::: Supplied material :::

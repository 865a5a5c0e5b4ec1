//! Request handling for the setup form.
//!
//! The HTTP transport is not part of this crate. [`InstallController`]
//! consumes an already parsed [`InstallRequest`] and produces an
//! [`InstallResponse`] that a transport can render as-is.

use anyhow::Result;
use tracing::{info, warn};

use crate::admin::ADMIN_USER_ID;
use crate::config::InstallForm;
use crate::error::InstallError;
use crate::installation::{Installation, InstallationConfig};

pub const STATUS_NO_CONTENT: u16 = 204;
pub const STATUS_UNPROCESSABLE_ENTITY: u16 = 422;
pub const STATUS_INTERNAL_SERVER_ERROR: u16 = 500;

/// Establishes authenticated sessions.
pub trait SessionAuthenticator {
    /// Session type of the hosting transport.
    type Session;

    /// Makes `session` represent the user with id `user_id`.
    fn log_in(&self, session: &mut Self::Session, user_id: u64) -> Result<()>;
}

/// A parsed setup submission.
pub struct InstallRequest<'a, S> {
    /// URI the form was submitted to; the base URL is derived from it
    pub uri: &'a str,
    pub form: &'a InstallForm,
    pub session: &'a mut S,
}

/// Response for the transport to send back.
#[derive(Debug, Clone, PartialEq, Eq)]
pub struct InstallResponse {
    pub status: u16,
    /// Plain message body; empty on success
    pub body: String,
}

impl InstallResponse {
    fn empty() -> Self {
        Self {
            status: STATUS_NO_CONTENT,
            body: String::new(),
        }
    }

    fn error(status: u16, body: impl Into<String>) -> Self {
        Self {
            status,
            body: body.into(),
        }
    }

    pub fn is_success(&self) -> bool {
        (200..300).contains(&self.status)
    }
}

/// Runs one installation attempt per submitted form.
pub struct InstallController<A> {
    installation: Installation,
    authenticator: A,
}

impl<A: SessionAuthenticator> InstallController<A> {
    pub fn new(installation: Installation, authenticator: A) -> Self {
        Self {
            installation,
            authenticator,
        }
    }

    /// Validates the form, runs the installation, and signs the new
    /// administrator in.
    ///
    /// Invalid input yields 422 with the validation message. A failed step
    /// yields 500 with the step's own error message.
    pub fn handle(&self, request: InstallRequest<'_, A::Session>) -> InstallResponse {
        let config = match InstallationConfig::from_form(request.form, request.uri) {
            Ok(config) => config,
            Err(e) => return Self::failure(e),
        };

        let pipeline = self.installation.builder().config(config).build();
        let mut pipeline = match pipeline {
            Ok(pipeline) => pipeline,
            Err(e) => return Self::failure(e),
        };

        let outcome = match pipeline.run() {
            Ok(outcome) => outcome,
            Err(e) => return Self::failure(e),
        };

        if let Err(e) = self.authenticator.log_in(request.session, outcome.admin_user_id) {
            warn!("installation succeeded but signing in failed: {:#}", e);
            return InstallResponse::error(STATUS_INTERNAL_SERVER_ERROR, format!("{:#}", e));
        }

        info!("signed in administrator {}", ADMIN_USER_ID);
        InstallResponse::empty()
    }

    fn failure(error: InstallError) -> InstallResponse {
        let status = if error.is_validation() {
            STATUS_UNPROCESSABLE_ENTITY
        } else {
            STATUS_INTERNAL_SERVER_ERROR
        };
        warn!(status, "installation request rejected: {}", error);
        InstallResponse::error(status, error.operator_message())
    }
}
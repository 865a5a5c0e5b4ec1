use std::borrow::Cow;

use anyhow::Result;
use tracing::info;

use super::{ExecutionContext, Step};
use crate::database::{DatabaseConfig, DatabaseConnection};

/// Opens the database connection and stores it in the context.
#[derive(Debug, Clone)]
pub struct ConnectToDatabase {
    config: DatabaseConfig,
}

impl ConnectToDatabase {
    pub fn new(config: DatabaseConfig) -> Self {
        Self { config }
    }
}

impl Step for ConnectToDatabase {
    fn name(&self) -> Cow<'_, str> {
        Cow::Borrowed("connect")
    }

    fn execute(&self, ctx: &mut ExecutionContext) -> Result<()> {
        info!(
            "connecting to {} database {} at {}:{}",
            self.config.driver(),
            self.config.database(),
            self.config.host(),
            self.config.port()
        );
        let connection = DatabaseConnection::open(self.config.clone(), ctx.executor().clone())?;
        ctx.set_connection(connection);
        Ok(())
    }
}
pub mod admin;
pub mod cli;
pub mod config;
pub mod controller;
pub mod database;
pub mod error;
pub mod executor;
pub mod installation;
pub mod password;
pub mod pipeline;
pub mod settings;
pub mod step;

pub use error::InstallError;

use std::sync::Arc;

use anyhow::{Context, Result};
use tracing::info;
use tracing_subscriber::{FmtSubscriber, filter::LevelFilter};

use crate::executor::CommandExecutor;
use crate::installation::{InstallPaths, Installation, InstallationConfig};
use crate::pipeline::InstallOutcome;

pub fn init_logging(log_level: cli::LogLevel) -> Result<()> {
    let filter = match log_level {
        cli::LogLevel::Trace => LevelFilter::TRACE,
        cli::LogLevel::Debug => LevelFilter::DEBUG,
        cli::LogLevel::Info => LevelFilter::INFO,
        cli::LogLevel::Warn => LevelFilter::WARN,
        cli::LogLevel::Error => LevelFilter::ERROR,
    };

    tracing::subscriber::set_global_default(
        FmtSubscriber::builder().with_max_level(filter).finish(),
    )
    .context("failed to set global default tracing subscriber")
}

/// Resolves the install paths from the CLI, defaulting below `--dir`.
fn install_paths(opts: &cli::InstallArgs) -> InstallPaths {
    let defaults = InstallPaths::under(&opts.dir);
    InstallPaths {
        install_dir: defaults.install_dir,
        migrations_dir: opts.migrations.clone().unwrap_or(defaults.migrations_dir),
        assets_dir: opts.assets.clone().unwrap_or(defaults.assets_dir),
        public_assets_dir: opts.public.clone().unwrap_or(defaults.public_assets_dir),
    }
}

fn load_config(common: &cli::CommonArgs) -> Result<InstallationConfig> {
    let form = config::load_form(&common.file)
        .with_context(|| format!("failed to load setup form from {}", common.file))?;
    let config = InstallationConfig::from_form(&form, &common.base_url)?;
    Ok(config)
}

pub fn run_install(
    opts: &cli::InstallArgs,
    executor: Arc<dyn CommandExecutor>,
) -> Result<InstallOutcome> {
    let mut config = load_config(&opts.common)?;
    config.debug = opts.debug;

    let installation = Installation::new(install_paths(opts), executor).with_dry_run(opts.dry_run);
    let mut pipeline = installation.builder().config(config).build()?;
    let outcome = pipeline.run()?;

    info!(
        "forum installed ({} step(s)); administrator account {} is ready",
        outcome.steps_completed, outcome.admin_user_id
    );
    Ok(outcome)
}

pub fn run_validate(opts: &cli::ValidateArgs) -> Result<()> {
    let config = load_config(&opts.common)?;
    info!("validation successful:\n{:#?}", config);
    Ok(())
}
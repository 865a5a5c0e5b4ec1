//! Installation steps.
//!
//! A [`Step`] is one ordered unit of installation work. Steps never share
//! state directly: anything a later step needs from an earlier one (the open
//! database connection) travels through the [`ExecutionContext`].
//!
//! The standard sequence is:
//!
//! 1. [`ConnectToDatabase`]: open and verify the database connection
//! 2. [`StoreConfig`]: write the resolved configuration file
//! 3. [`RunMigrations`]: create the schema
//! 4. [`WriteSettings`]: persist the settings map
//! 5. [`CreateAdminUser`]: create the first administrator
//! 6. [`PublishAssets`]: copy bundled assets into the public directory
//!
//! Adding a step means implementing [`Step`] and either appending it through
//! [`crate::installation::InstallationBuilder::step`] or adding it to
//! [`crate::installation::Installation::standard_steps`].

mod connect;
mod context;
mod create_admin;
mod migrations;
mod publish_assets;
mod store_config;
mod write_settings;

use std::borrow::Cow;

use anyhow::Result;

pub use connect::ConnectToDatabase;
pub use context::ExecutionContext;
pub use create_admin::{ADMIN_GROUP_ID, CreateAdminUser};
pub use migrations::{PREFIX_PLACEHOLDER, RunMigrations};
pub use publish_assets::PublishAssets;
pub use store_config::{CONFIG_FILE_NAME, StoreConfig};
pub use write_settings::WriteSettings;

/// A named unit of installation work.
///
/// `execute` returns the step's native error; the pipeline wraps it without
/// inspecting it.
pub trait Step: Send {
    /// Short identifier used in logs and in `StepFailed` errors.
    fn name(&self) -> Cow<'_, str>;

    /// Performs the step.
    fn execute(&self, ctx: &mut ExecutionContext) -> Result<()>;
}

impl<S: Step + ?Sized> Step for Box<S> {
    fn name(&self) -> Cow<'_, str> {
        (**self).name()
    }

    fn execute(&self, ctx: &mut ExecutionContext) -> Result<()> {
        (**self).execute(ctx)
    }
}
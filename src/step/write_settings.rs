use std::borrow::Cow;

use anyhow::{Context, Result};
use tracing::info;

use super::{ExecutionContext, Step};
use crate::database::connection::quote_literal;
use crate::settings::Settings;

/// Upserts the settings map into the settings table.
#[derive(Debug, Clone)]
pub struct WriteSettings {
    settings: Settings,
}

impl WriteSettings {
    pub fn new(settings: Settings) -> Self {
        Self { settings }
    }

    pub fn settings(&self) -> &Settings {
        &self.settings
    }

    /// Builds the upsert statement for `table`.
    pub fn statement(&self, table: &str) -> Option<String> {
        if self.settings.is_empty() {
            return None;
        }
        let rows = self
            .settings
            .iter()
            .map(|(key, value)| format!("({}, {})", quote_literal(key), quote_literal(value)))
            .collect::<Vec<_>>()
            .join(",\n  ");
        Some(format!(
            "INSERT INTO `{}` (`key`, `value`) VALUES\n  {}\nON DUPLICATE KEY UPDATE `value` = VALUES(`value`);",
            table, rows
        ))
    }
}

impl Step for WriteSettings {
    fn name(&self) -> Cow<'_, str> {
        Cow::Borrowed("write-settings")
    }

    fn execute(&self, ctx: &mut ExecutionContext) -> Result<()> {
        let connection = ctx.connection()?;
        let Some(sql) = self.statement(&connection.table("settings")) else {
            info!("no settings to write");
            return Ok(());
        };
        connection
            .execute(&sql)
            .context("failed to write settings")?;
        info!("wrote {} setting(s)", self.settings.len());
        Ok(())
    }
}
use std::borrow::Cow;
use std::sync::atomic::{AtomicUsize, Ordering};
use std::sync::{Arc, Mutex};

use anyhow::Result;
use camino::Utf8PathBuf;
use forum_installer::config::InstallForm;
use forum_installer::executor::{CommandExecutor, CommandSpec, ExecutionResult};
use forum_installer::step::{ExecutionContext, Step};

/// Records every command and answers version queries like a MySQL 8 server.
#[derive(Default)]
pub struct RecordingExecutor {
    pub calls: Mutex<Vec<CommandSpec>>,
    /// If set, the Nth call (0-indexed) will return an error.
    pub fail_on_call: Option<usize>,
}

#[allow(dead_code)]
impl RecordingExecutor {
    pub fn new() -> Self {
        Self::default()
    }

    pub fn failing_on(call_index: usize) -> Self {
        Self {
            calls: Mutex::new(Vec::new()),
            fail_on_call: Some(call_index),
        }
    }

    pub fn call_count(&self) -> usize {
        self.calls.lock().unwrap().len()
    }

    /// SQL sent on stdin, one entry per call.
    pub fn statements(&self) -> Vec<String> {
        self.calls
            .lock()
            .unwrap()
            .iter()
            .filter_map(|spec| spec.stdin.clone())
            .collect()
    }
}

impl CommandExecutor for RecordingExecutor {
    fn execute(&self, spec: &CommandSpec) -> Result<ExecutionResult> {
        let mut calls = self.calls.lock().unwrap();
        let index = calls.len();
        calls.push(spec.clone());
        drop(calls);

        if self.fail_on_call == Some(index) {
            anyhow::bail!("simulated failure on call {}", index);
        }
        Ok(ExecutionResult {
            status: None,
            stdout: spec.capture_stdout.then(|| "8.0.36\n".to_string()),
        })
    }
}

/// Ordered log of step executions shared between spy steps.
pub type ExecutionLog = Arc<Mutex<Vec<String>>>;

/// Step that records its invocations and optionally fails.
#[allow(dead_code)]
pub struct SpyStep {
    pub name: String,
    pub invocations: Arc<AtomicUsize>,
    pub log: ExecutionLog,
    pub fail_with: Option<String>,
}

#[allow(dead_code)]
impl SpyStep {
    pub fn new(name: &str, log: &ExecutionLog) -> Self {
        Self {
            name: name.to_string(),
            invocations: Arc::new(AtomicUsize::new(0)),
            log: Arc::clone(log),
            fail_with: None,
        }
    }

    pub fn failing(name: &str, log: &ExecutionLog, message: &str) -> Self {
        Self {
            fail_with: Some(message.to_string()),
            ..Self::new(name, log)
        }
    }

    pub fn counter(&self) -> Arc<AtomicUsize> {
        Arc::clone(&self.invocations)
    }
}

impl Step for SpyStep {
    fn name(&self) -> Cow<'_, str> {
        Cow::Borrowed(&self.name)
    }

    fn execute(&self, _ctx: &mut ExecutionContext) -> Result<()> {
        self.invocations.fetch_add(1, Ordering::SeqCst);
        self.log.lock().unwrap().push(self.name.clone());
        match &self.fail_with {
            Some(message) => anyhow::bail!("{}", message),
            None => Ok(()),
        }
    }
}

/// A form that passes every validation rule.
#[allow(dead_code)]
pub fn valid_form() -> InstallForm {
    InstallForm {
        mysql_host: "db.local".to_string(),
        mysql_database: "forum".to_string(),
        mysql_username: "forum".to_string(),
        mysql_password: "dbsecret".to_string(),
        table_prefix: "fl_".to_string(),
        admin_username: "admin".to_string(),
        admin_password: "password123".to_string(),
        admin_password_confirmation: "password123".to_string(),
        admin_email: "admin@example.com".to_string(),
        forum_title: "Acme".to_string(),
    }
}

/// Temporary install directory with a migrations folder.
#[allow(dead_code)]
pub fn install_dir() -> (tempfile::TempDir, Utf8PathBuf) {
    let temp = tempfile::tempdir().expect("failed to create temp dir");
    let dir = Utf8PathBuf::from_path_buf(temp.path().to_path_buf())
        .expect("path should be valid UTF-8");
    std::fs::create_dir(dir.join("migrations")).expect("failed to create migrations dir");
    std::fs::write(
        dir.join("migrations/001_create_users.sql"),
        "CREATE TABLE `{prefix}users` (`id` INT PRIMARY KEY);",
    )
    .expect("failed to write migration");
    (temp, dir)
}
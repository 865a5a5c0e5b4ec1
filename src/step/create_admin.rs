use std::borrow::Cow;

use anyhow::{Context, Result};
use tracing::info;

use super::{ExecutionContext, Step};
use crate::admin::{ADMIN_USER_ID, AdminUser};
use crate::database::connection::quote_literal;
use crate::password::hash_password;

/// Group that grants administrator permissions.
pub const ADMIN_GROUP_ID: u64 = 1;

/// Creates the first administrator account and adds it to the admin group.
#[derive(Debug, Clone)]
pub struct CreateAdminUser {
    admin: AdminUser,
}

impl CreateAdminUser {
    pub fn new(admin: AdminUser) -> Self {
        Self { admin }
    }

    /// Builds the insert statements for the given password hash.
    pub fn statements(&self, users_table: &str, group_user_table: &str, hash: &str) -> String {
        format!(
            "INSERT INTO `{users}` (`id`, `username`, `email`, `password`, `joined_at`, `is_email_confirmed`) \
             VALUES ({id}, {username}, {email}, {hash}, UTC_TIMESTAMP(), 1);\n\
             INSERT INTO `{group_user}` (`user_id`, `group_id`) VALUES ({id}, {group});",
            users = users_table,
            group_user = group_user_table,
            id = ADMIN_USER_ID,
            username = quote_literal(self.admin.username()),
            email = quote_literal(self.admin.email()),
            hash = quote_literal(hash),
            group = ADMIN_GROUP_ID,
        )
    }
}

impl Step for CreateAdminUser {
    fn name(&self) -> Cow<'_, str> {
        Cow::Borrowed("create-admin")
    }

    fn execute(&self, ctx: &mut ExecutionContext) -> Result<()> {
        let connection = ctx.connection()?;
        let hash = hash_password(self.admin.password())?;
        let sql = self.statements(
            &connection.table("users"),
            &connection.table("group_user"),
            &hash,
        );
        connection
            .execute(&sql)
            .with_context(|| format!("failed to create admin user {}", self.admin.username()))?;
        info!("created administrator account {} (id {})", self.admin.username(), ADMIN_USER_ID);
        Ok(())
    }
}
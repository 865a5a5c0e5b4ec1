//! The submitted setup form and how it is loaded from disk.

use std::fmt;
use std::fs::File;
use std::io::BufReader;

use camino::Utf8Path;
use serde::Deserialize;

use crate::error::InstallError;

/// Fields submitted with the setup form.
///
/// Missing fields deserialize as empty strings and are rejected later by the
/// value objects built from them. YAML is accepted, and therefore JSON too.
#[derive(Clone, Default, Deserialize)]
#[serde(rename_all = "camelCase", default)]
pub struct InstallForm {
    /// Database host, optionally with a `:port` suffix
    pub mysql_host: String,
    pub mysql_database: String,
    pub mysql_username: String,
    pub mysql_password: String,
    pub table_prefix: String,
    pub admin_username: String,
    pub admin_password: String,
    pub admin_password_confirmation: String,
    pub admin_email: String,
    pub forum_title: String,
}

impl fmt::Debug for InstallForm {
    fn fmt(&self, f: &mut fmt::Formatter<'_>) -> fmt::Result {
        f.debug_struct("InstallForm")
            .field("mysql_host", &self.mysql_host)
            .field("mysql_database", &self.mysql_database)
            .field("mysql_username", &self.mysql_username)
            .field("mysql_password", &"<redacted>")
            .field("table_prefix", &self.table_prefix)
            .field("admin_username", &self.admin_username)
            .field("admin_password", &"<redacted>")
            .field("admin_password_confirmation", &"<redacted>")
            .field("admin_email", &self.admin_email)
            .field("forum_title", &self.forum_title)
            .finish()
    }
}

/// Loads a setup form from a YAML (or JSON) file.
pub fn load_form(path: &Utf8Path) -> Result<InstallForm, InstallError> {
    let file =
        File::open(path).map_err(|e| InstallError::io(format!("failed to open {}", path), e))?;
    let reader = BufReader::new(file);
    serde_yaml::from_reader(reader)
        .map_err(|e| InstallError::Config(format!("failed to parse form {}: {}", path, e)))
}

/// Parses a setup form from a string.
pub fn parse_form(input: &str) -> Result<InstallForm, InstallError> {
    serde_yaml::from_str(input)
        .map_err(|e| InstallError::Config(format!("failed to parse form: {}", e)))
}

:::

◆ **Instructions to follow**
Your answer must be a copy of every line in the data above that holds the string "match".

◆ **Result for this exercise**
        let config = match InstallationConfig::from_form(request.form, request.uri) {
        let mut pipeline = match pipeline {
        let outcome = match pipeline.run() {
    let filter = match log_level {
        match &self.fail_with {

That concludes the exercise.